1 sierpnia 1944 r. wybuchło w Warszawie powstanie, które miało w ciągu kilku dni, przy współpracy militarnej z Armią Czerwoną przynieść nie tylko wyzwolenie stolicy Polski, ale przede wszystkim zademonstrować światu istnienie Polskiego Państwa Podziemnego, które jest przygotowane do przejęcia władzy z wyzwalanym kraju. Rachuby i plany inicjatorów politycznych oraz wojskowych strategów zostały szybko zweryfikowane przez sytuację na froncie, która okazała się daleka od oczekiwań KG AK oraz Delegata Rządu na Kraj, Stanisława Jankowskiego. Rozpoczęła się 63. dniowa bitwa o Warszawę, w której pasywnością wobec powstańców wykazali się żołnierze Armii Czerwonej. Celem Józefa Stalina było złamanie siły Armii Krajowej przez III Rzeszę Niemiecką. W ten sposób również pogrzebano szansę Polskiego Państwa Podziemnego na przejęcie władzy w wyzwalanym kraju.
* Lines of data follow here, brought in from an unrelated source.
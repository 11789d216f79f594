use serde::{Deserialize, Serialize};
use serde_json::{Map, Value};
use thiserror::Error;

use crate::post::{PostId, StreamRef};

/// Shape of the sort being requested.
#[derive(Clone, Copy, Debug, PartialEq, Eq, Serialize, Deserialize)]
#[serde(rename_all = "lowercase")]
pub enum SortType {
    /// Top-level posts across the target streams.
    Stream,
    /// Replies beneath a single top parent post.
    Tree,
}

/// Source text of a Rhythm together with its identity.
#[derive(Clone, Debug, PartialEq, Eq, Serialize, Deserialize)]
pub struct RhythmSource {
    pub domain: String,
    pub username: String,
    pub name: String,
    pub version: String,
    pub source: String,
}

impl RhythmSource {
    /// `domain/username/name@version`, used in logs and session-store scoping.
    pub fn identity(&self) -> String {
        format!(
            "{}/{}/{}@{}",
            self.domain, self.username, self.name, self.version
        )
    }
}

/// The user the sort runs on behalf of.
#[derive(Clone, Debug, PartialEq, Eq, Hash, Serialize, Deserialize)]
pub struct UserRef {
    pub domain: String,
    pub username: String,
}

impl UserRef {
    pub fn new(domain: impl Into<String>, username: impl Into<String>) -> Self {
        Self {
            domain: domain.into(),
            username: username.into(),
        }
    }

    pub fn full_username(&self) -> String {
        format!("{}/{}", self.domain, self.username)
    }
}

/// Payload of a `RunRhythm` message.
#[derive(Clone, Debug, PartialEq, Serialize, Deserialize)]
pub struct SortRequest {
    pub sort_type: SortType,
    pub rhythm: RhythmSource,
    pub target_streams: Vec<StreamRef>,
    #[serde(default)]
    pub posts_from_ts: Option<i64>,
    #[serde(default)]
    pub posts_to_ts: Option<i64>,
    #[serde(default)]
    pub top_parent_post_id: Option<PostId>,
    #[serde(default)]
    pub client_params: Map<String, Value>,
    pub requesting_domain: String,
    pub user: UserRef,
}

/// Structural problems found in an incoming `RunRhythm` payload.
#[derive(Debug, Clone, PartialEq, Eq, Error)]
pub enum ValidationError {
    #[error("payload must be an object")]
    NotAnObject,

    #[error("missing required field '{0}'")]
    MissingField(&'static str),

    #[error("field '{field}' must be {expected}")]
    WrongShape {
        field: &'static str,
        expected: &'static str,
    },

    #[error("tree sort requires top_parent_post_id")]
    MissingTopParent,

    #[error("posts_from_ts {from} is after posts_to_ts {to}")]
    InvertedWindow { from: i64, to: i64 },

    #[error("malformed payload: {0}")]
    Malformed(String),
}

const REQUIRED_FIELDS: [&str; 5] = [
    "sort_type",
    "rhythm",
    "target_streams",
    "requesting_domain",
    "user",
];

impl SortRequest {
    /// Validate the raw message payload before any state transition.
    ///
    /// Shape is checked field by field first so callers get a precise reason
    /// instead of a generic deserializer message.
    pub fn from_value(payload: &Value) -> Result<Self, ValidationError> {
        let object = payload.as_object().ok_or(ValidationError::NotAnObject)?;

        for field in REQUIRED_FIELDS {
            if object.get(field).map_or(true, Value::is_null) {
                return Err(ValidationError::MissingField(field));
            }
        }

        expect_shape(object, "target_streams", Value::is_array, "an array")?;
        expect_shape(object, "rhythm", Value::is_object, "an object")?;
        expect_shape(object, "user", Value::is_object, "an object")?;
        expect_shape(object, "requesting_domain", Value::is_string, "a string")?;
        if let Some(params) = object.get("client_params") {
            if !params.is_null() && !params.is_object() {
                return Err(ValidationError::WrongShape {
                    field: "client_params",
                    expected: "an object",
                });
            }
        }
        let source = object
            .get("rhythm")
            .and_then(|rhythm| rhythm.get("source"))
            .ok_or(ValidationError::MissingField("rhythm.source"))?;
        if !source.is_string() {
            return Err(ValidationError::WrongShape {
                field: "rhythm.source",
                expected: "a string",
            });
        }

        let mut normalized = object.clone();
        if normalized.get("client_params").map_or(false, Value::is_null) {
            normalized.remove("client_params");
        }

        let request: SortRequest = serde_json::from_value(Value::Object(normalized))
            .map_err(|e| ValidationError::Malformed(e.to_string()))?;

        if request.sort_type == SortType::Tree && request.top_parent_post_id.is_none() {
            return Err(ValidationError::MissingTopParent);
        }
        if let (Some(from), Some(to)) = (request.posts_from_ts, request.posts_to_ts) {
            if from > to {
                return Err(ValidationError::InvertedWindow { from, to });
            }
        }

        Ok(request)
    }
}

fn expect_shape(
    object: &Map<String, Value>,
    field: &'static str,
    check: fn(&Value) -> bool,
    expected: &'static str,
) -> Result<(), ValidationError> {
    match object.get(field) {
        Some(value) if check(value) => Ok(()),
        Some(_) => Err(ValidationError::WrongShape { field, expected }),
        None => Err(ValidationError::MissingField(field)),
    }
}

/// Payload of a `GetPosts` message.
#[derive(Clone, Debug, PartialEq, Serialize, Deserialize)]
pub struct PostQuery {
    pub qty: usize,
    #[serde(default)]
    pub from_ts: Option<i64>,
    #[serde(default)]
    pub to_ts: Option<i64>,
    #[serde(default)]
    pub with_content: bool,
    #[serde(default)]
    pub search_phrase: Option<String>,
    #[serde(default)]
    pub search_title: bool,
    #[serde(default)]
    pub search_other_fields: bool,
    pub sort_type: SortType,
    pub streams: Vec<StreamRef>,
    #[serde(default)]
    pub top_parent_post_id: Option<PostId>,
}
use std::time::Duration;

use async_trait::async_trait;
use reqwest::Client;
use serde_json::Value;
use tracing::{debug, warn};

use super::{MiscDataSource, SourceResult};
use crate::error::DomusError;

/// Fetches misc data over HTTP, restricted to configured URL prefixes.
///
/// JSON bodies are returned as parsed values, anything else as a string.
#[derive(Debug, Clone)]
pub struct HttpMiscData {
    client: Client,
    allowed_prefixes: Vec<String>,
}

impl HttpMiscData {
    pub fn new(allowed_prefixes: Vec<String>, timeout: Duration) -> SourceResult<Self> {
        let client = Client::builder().timeout(timeout).build()?;
        Ok(Self {
            client,
            allowed_prefixes,
        })
    }

    pub fn is_allowed(&self, url: &str) -> bool {
        self.allowed_prefixes
            .iter()
            .any(|prefix| url.starts_with(prefix.as_str()))
    }
}

#[async_trait]
impl MiscDataSource for HttpMiscData {
    async fn fetch(&self, url: &str) -> SourceResult<Value> {
        if !self.is_allowed(url) {
            warn!(url, "Rejected misc data url outside the allowed prefixes");
            return Err(DomusError::UrlNotAllowed(url.to_string()));
        }

        debug!(url, "Fetching misc data");
        let response = self.client.get(url).send().await?.error_for_status()?;
        let body = response.text().await?;
        Ok(serde_json::from_str(&body).unwrap_or(Value::String(body)))
    }
}

#[cfg(test)]
mod tests {
    use super::*;

    #[tokio::test]
    async fn urls_outside_the_allowlist_are_rejected() {
        let source = HttpMiscData::new(
            vec!["https://data.cobalt.example/".to_string()],
            Duration::from_secs(1),
        )
        .unwrap();

        assert!(source.is_allowed("https://data.cobalt.example/weather.json"));
        assert!(!source.is_allowed("https://data.cobalt.example.evil/x"));

        let err = source.fetch("http://169.254.169.254/latest").await.unwrap_err();
        assert!(matches!(err, DomusError::UrlNotAllowed(_)));
    }
}
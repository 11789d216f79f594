//! Fixture files: the data an in-process Domus serves a local run from.

use std::path::Path;
use std::sync::Arc;
use std::time::Duration;

use anyhow::{Context, Result};
use rhythm_domus::{
    kindred_for, DomusHost, HttpMiscData, InMemoryPosts, InMemorySessionStore, InMemoryTakes,
    MiscDataSource, StaticMiscData, StreamAccess, Take,
};
use rhythm_types::{
    KindredMap, KindredRow, Post, PostId, RhythmSource, SortRequest, SortType, StreamRef, UserRef,
};
use serde::Deserialize;
use serde_json::{Map, Value};

use crate::config::MiscConfig;

#[derive(Debug, Deserialize)]
pub struct StreamFixture {
    #[serde(flatten)]
    pub stream: StreamRef,
    #[serde(default)]
    pub access: StreamAccess,
}

/// Request fields; the Rhythm itself comes from the command line.
#[derive(Debug, Deserialize)]
pub struct RequestFixture {
    #[serde(default = "default_sort_type")]
    pub sort_type: SortType,
    pub target_streams: Vec<StreamRef>,
    #[serde(default)]
    pub posts_from_ts: Option<i64>,
    #[serde(default)]
    pub posts_to_ts: Option<i64>,
    #[serde(default)]
    pub top_parent_post_id: Option<PostId>,
    #[serde(default)]
    pub client_params: Map<String, Value>,
    pub user: UserRef,
}

fn default_sort_type() -> SortType {
    SortType::Stream
}

#[derive(Debug, Deserialize)]
pub struct Fixture {
    #[serde(default)]
    pub streams: Vec<StreamFixture>,
    #[serde(default)]
    pub posts: Vec<Post>,
    #[serde(default)]
    pub private_posts: Vec<PostId>,
    #[serde(default)]
    pub moderated_users: Vec<String>,
    #[serde(default)]
    pub takes: Vec<Take>,
    /// Stored kindred rows. Derived from `takes` when absent.
    #[serde(default)]
    pub kindred: Option<Vec<KindredRow>>,
    /// Inline misc data by URL.
    #[serde(default)]
    pub misc: Map<String, Value>,
    pub request: RequestFixture,
}

impl Fixture {
    pub fn from_path(path: &Path) -> Result<Self> {
        let raw = std::fs::read_to_string(path)
            .with_context(|| format!("reading fixture {}", path.display()))?;
        serde_json::from_str(&raw).with_context(|| format!("parsing fixture {}", path.display()))
    }

    /// The full `RunRhythm` payload for `rhythm`.
    pub fn sort_request(&self, rhythm: RhythmSource) -> SortRequest {
        let request = &self.request;
        SortRequest {
            sort_type: request.sort_type,
            requesting_domain: request.user.domain.clone(),
            rhythm,
            target_streams: request.target_streams.clone(),
            posts_from_ts: request.posts_from_ts,
            posts_to_ts: request.posts_to_ts,
            top_parent_post_id: request.top_parent_post_id,
            client_params: request.client_params.clone(),
            user: request.user.clone(),
        }
    }

    /// Build the Domus host. Inline misc entries win over the HTTP source.
    pub fn host(&self, misc: &MiscConfig) -> Result<Arc<DomusHost>> {
        let mut posts = InMemoryPosts::new().with_posts(self.posts.iter().cloned());
        for entry in &self.streams {
            posts = posts.with_stream(entry.stream.clone(), entry.access);
        }
        for id in &self.private_posts {
            posts = posts.with_private_post(*id);
        }
        for user in &self.moderated_users {
            posts = posts.with_moderated_user(user.clone());
        }

        let misc: Arc<dyn MiscDataSource> = if self.misc.is_empty() {
            Arc::new(HttpMiscData::new(
                misc.allowed_prefixes.clone(),
                Duration::from_millis(misc.timeout_ms),
            )?)
        } else {
            Arc::new(
                self.misc
                    .iter()
                    .fold(StaticMiscData::new(), |source, (url, value)| {
                        source.with_entry(url.clone(), value.clone())
                    }),
            )
        };

        Ok(Arc::new(DomusHost::new(
            Arc::new(posts),
            Arc::new(InMemoryTakes::new(self.takes.clone())),
            Arc::new(InMemorySessionStore::new()),
            misc,
        )))
    }

    pub async fn kindred(&self, host: &DomusHost) -> Result<KindredMap> {
        match &self.kindred {
            Some(rows) => KindredMap::from_rows(rows).context("invalid kindred rows"),
            None => Ok(kindred_for(host.takes().as_ref(), &self.request.user.full_username())
                .await?),
        }
    }
}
Po dwóch tygodniach wobec osamotnienia powstańców warszawskich, gen. Tadeusz Komorowski „Bór” wydał 14 sierpnia 1944 r. rozkaz nakazujący poszczególnym okręgom AK wysłanie oddziałów na odsiecz walczącej stolicy. Rozkaz został ogłoszony za pośrednictwem radia BBC i „Biuletynu Informacyjnego”. Jednocześnie Komendant Główny AK domagał się zmasowanego uderzenia AK na południu Polski, tak, by doprowadzić do dekoncentracji wojsk niemieckich w Warszawie i okolicy. Nie chodziło o mikroskalowe działania partyzanckie, ale o zmasowane uderzenie na jedno z większych miast, najlepiej Kraków. Jednak płk. Edward Godlewski”Garda” (komendant Okręgu Kraków AK) sceptycznie podchodził do próby zdobycia stolicy Generalnego Gubernatorstwa, uważając, że nie przyniesie to większych zysków militarnych, a straty w ludziach i w samym mieście będą ogromne. Dlatego koncentracja jednostek AK miała miejsce w położonych najbliżej Krakowa kompleksach leśnych na terenie Inspektoratu „Maria”, skąd można było prowadzić działania zaczepne w kierunku miasta, ale także kontrolować szlaki komunikacyjne na linii Kraków – Warszawa. Bezczynność prowadziła do zniecierpliwienia i frustracji, także wśród żołnierzy krakowskiego Kedywu dowodzonych przez mjr. Jana Pańczakiewicza „Skałę”, tym bardziej, że z Warszawy nadchodziły dramatyczne informacje o przebiegu walk i niemieckich zbrodniach. Bezczynność, ponieważ nie uważali za wystarczające działania burzowe w Inspektoracie „Maria”, oraz presja, którą okazywali wobec dowódców doprowadziła do podjęcia decyzji przez Komendanta Okręgu o wysłaniu Batalionu „Skała” na odsiecz stolicy.
Wyruszyli 3 września 1944 r. najpóźniej spośród wszystkich oddziałów AK. Podobnie, jak większość z nich, nie mieli szans na dotarcie do walczącej Warszawy -. Batalion „Skała” został zatrzymany przez Niemców w bitwie pod Złotym Potokiem, która rozegrała się 11 września 1944 r.